» Try it
The entries below are to be returned exactly. Include all of them.

[Listed records]

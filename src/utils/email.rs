use async_trait::async_trait;
use lettre::message::header::ContentType;
use lettre::transport::smtp::authentication::Credentials;
use lettre::{AsyncSmtpTransport, AsyncTransport, Message, Tokio1Executor};
use std::env;

use crate::utils::helpers::OTP_EXPIRATION_MINUTES;

/// Outbound mail capability used to deliver codes
#[async_trait]
pub trait Mailer: Send + Sync {
    async fn send_email(&self, to_email: &str, subject: &str, body: &str) -> Result<(), String>;
}

/// SMTP Configuration
pub struct EmailConfig {
    pub smtp_host: String,
    pub smtp_port: u16,
    pub smtp_username: String,
    pub smtp_password: String,
    pub smtp_tls: bool,
    pub from_email: String,
    pub from_name: Option<String>,
}

impl EmailConfig {
    /// Load email configuration from environment variables
    pub fn from_env() -> Result<Self, String> {
        let smtp_username = env::var("SMTP_USERNAME").map_err(|_| "SMTP_USERNAME is required")?;

        Ok(Self {
            smtp_host: env::var("SMTP_HOST")
                .unwrap_or_else(|_| "webmail.jyotirgamay.online".to_string()),
            smtp_port: env::var("SMTP_PORT")
                .unwrap_or_else(|_| "25".to_string())
                .parse()
                .map_err(|_| "SMTP_PORT must be a valid number")?,
            smtp_password: env::var("SMTP_PASSWORD").map_err(|_| "SMTP_PASSWORD is required")?,
            smtp_tls: env::var("SMTP_TLS")
                .unwrap_or_else(|_| "false".to_string())
                .parse()
                .map_err(|_| "SMTP_TLS must be true or false")?,
            from_email: env::var("SMTP_FROM_EMAIL").unwrap_or_else(|_| smtp_username.clone()),
            from_name: env::var("SMTP_FROM_NAME").ok(),
            smtp_username,
        })
    }

    fn from_address(&self) -> String {
        match &self.from_name {
            Some(name) => format!("{} <{}>", name, self.from_email),
            None => self.from_email.clone(),
        }
    }
}

/// Email service for sending emails over SMTP
pub struct EmailService {
    config: EmailConfig,
    transport: AsyncSmtpTransport<Tokio1Executor>,
}

impl EmailService {
    /// Create a new EmailService instance
    pub fn new() -> Result<Self, String> {
        let config = EmailConfig::from_env()?;
        Self::with_config(config)
    }

    /// Create a new EmailService with custom config
    pub fn with_config(config: EmailConfig) -> Result<Self, String> {
        let transport = Self::build_transport(&config)?;
        Ok(Self { config, transport })
    }

    /// Build the SMTP transport
    fn build_transport(config: &EmailConfig) -> Result<AsyncSmtpTransport<Tokio1Executor>, String> {
        let creds = Credentials::new(config.smtp_username.clone(), config.smtp_password.clone());

        let builder = if config.smtp_tls {
            AsyncSmtpTransport::<Tokio1Executor>::starttls_relay(&config.smtp_host)
                .map_err(|e| format!("Failed to create SMTP transport: {}", e))?
        } else {
            // Plain SMTP, no TLS
            AsyncSmtpTransport::<Tokio1Executor>::builder_dangerous(&config.smtp_host)
        };

        Ok(builder.credentials(creds).port(config.smtp_port).build())
    }
}

#[async_trait]
impl Mailer for EmailService {
    /// Send a plain text email
    async fn send_email(&self, to_email: &str, subject: &str, body: &str) -> Result<(), String> {
        let email = Message::builder()
            .from(
                self.config
                    .from_address()
                    .parse()
                    .map_err(|e| format!("Invalid from address: {}", e))?,
            )
            .to(to_email
                .parse()
                .map_err(|e| format!("Invalid to address: {}", e))?)
            .subject(subject)
            .header(ContentType::TEXT_PLAIN)
            .body(body.to_string())
            .map_err(|e| format!("Failed to build email: {}", e))?;

        self.transport
            .send(email)
            .await
            .map_err(|e| format!("Failed to send email: {}", e))?;

        Ok(())
    }
}

pub const OTP_EMAIL_SUBJECT: &str = "Your OTP Code";

/// Body of the message carrying a login code
pub fn otp_email_body(otp_code: u32) -> String {
    format!(
        "Your OTP code is {}. It is valid for {} minutes.",
        otp_code, OTP_EXPIRATION_MINUTES
    )
}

[/Listed records]

» Answer section
filename src/utils/email.rs
use async_trait::async_trait;
use lettre::message::header::ContentType;
use lettre::transport::smtp::authentication::Credentials;
use lettre::{AsyncSmtpTransport, AsyncTransport, Message, Tokio1Executor};
use std::env;

use crate::utils::helpers::OTP_EXPIRATION_MINUTES;

/// Outbound mail capability used to deliver codes
#[async_trait]
pub trait Mailer: Send + Sync {
    async fn send_email(&self, to_email: &str, subject: &str, body: &str) -> Result<(), String>;
}

/// SMTP Configuration
pub struct EmailConfig {
    pub smtp_host: String,
    pub smtp_port: u16,
    pub smtp_username: String,
    pub smtp_password: String,
    pub smtp_tls: bool,
    pub from_email: String,
    pub from_name: Option<String>,
}

impl EmailConfig {
    /// Load email configuration from environment variables
    pub fn from_env() -> Result<Self, String> {
        let smtp_username = env::var("SMTP_USERNAME").map_err(|_| "SMTP_USERNAME is required")?;

        Ok(Self {
            smtp_host: env::var("SMTP_HOST")
                .unwrap_or_else(|_| "webmail.jyotirgamay.online".to_string()),
            smtp_port: env::var("SMTP_PORT")
                .unwrap_or_else(|_| "25".to_string())
                .parse()
                .map_err(|_| "SMTP_PORT must be a valid number")?,
            smtp_password: env::var("SMTP_PASSWORD").map_err(|_| "SMTP_PASSWORD is required")?,
            smtp_tls: env::var("SMTP_TLS")
                .unwrap_or_else(|_| "false".to_string())
                .parse()
                .map_err(|_| "SMTP_TLS must be true or false")?,
            from_email: env::var("SMTP_FROM_EMAIL").unwrap_or_else(|_| smtp_username.clone()),
            from_name: env::var("SMTP_FROM_NAME").ok(),
            smtp_username,
        })
    }

    fn from_address(&self) -> String {
        match &self.from_name {
            Some(name) => format!("{} <{}>", name, self.from_email),
            None => self.from_email.clone(),
        }
    }
}

/// Email service for sending emails over SMTP
pub struct EmailService {
    config: EmailConfig,
    transport: AsyncSmtpTransport<Tokio1Executor>,
}

impl EmailService {
    /// Create a new EmailService instance
    pub fn new() -> Result<Self, String> {
        let config = EmailConfig::from_env()?;
        Self::with_config(config)
    }

    /// Create a new EmailService with custom config
    pub fn with_config(config: EmailConfig) -> Result<Self, String> {
        let transport = Self::build_transport(&config)?;
        Ok(Self { config, transport })
    }

    /// Build the SMTP transport
    fn build_transport(config: &EmailConfig) -> Result<AsyncSmtpTransport<Tokio1Executor>, String> {
        let creds = Credentials::new(config.smtp_username.clone(), config.smtp_password.clone());

        let builder = if config.smtp_tls {
            AsyncSmtpTransport::<Tokio1Executor>::starttls_relay(&config.smtp_host)
                .map_err(|e| format!("Failed to create SMTP transport: {}", e))?
        } else {
            // Plain SMTP, no TLS
            AsyncSmtpTransport::<Tokio1Executor>::builder_dangerous(&config.smtp_host)
        };

        Ok(builder.credentials(creds).port(config.smtp_port).build())
    }
}

#[async_trait]
impl Mailer for EmailService {
    /// Send a plain text email
    async fn send_email(&self, to_email: &str, subject: &str, body: &str) -> Result<(), String> {
        let email = Message::builder()
            .from(
                self.config
                    .from_address()
                    .parse()
                    .map_err(|e| format!("Invalid from address: {}", e))?,
            )
            .to(to_email
                .parse()
                .map_err(|e| format!("Invalid to address: {}", e))?)
            .subject(subject)
            .header(ContentType::TEXT_PLAIN)
            .body(body.to_string())
            .map_err(|e| format!("Failed to build email: {}", e))?;

        self.transport
            .send(email)
            .await
            .map_err(|e| format!("Failed to send email: {}", e))?;

        Ok(())
    }
}

pub const OTP_EMAIL_SUBJECT: &str = "Your OTP Code";

/// Body of the message carrying a login code
pub fn otp_email_body(otp_code: u32) -> String {
    format!(
        "Your OTP code is {}. It is valid for {} minutes.",
        otp_code, OTP_EXPIRATION_MINUTES
    )
}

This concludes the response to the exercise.